Stored data entries:
//! CLI argument parsing using clap derive

use clap::{Parser, Subcommand};

/// aicommit - Write commit messages with an LLM
#[derive(Parser, Debug)]
#[command(name = "aicommit")]
#[command(author, version, about, long_about = None)]
pub struct Cli {
    /// Enable verbose output
    #[arg(short, long, global = true)]
    pub verbose: bool,

    /// Override a config value for this invocation
    #[arg(
        short = 'c',
        long = "config",
        value_name = "KEY=VALUE",
        global = true,
        value_parser = parse_key_value
    )]
    pub overrides: Vec<(String, String)>,

    /// The command to run
    #[command(subcommand)]
    pub command: Option<Commands>,
}

/// Available commands
#[derive(Subcommand, Debug, Clone, PartialEq, Eq)]
pub enum Commands {
    /// View or edit configuration
    ///
    /// Without a subcommand, opens an interactive editor.
    ///
    /// Examples:
    ///   aicommit config                          # Interactive editor
    ///   aicommit config set OPENAI_KEY=sk-...    # Store a key
    ///   aicommit config get MODEL LANGUAGE       # Print values
    Config {
        #[command(subcommand)]
        action: Option<ConfigAction>,
    },
}

/// Config subcommands
#[derive(Subcommand, Debug, Clone, PartialEq, Eq)]
pub enum ConfigAction {
    /// Print resolved values as KEY=value lines
    Get {
        /// Keys to print
        #[arg(required = true)]
        keys: Vec<String>,
    },

    /// Validate and store values (all or nothing)
    Set {
        /// Entries to store
        #[arg(required = true, value_name = "KEY=VALUE", value_parser = parse_key_value)]
        entries: Vec<(String, String)>,
    },

    /// Remove keys from the config file
    Unset {
        /// Keys to remove
        #[arg(required = true)]
        keys: Vec<String>,
    },

    /// Show every property, with credentials masked
    Show {
        /// Output as JSON for scripting
        #[arg(long)]
        json: bool,
    },

    /// Print the config file location
    Path,
}

/// Parse a `KEY=VALUE` argument. The value may itself contain `=`.
fn parse_key_value(s: &str) -> Result<(String, String), String> {
    let (key, value) = s
        .split_once('=')
        .ok_or_else(|| format!("expected KEY=VALUE, got '{}'", s))?;
    if key.is_empty() {
        return Err(format!("missing key in '{}'", s));
    }
    Ok((key.to_string(), value.to_string()))
}

#[cfg(test)]
mod tests {
    use super::*;

    #[test]
    fn test_parse_key_value() {
        assert_eq!(
            parse_key_value("OPENAI_API_ENDPOINT=http://h/v1?a=b").unwrap(),
            ("OPENAI_API_ENDPOINT".to_string(), "http://h/v1?a=b".to_string())
        );
        assert_eq!(
            parse_key_value("LANGUAGE=").unwrap(),
            ("LANGUAGE".to_string(), String::new())
        );
        assert!(parse_key_value("LANGUAGE").is_err());
        assert!(parse_key_value("=x").is_err());
    }

    #[test]
    fn test_config_set_parses_entries() {
        let cli = Cli::parse_from(["aicommit", "config", "set", "MODEL=gpt-4o", "LANGUAGE=de"]);
        assert_eq!(
            cli.command,
            Some(Commands::Config {
                action: Some(ConfigAction::Set {
                    entries: vec![
                        ("MODEL".to_string(), "gpt-4o".to_string()),
                        ("LANGUAGE".to_string(), "de".to_string()),
                    ]
                })
            })
        );
    }

    #[test]
    fn test_global_overrides_after_subcommand() {
        let cli = Cli::parse_from(["aicommit", "config", "get", "MODEL", "-c", "MODEL=x"]);
        assert_eq!(cli.overrides, vec![("MODEL".to_string(), "x".to_string())]);
    }

    #[test]
    fn test_bare_config_is_interactive() {
        let cli = Cli::parse_from(["aicommit", "config"]);
        assert_eq!(cli.command, Some(Commands::Config { action: None }));
    }

    #[test]
    fn test_cli_definition_is_valid() {
        use clap::CommandFactory;
        Cli::command().debug_assert();
    }
}
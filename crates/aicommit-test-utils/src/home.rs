//! [`TestHome`] fixture for config scenarios.

use std::fs;
use std::path::{Path, PathBuf};
use tempfile::TempDir;

/// File name of the persisted store, relative to the home directory.
pub const STORE_FILE_NAME: &str = ".aicommit";

/// A temporary home directory.
///
/// # Example
///
/// ```rust,no_run
/// use aicommit_test_utils::TestHome;
///
/// let home = TestHome::new();
/// home.write_store("MODEL=gpt-4o\n");
/// home.assert_store_contains("MODEL=gpt-4o");
/// ```
pub struct TestHome {
    temp_dir: TempDir,
}

impl Default for TestHome {
    fn default() -> Self {
        Self::new()
    }
}

impl TestHome {
    /// Create an empty home directory, as on first run.
    pub fn new() -> Self {
        Self {
            temp_dir: TempDir::new().expect("TestHome::new: failed to create temp dir"),
        }
    }

    /// Home directory with a store already holding `content`.
    pub fn with_store(content: &str) -> Self {
        let home = Self::new();
        home.write_store(content);
        home
    }

    /// Root of the home directory.
    pub fn path(&self) -> &Path {
        self.temp_dir.path()
    }

    /// Path of the persisted store.
    pub fn store_path(&self) -> PathBuf {
        self.path().join(STORE_FILE_NAME)
    }

    /// Overwrite the persisted store.
    pub fn write_store(&self, content: &str) {
        fs::write(self.store_path(), content)
            .unwrap_or_else(|e| panic!("TestHome::write_store: {}", e));
    }

    /// Current store content, `None` when the file does not exist.
    pub fn read_store(&self) -> Option<String> {
        fs::read_to_string(self.store_path()).ok()
    }

    /// Raw bytes of the store, for byte-for-byte comparisons.
    pub fn store_bytes(&self) -> Option<Vec<u8>> {
        fs::read(self.store_path()).ok()
    }

    /// Assert the store file exists.
    pub fn assert_store_exists(&self) {
        assert!(
            self.store_path().exists(),
            "Expected config file at {}",
            self.store_path().display()
        );
    }

    /// Assert the store file does not exist.
    pub fn assert_no_store(&self) {
        assert!(
            !self.store_path().exists(),
            "Expected no config file at {}",
            self.store_path().display()
        );
    }

    /// Assert the store contains `needle`.
    pub fn assert_store_contains(&self, needle: &str) {
        let content = self
            .read_store()
            .unwrap_or_else(|| panic!("No config file at {}", self.store_path().display()));
        assert!(
            content.contains(needle),
            "Config file should contain {:?}, got:\n{}",
            needle,
            content
        );
    }
}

● **TASK INSTRUCTIONS**: Check the records above and copy each line that has the string "impl".

● **YOUR RESPONSE**:
impl Default for TestHome {
impl TestHome {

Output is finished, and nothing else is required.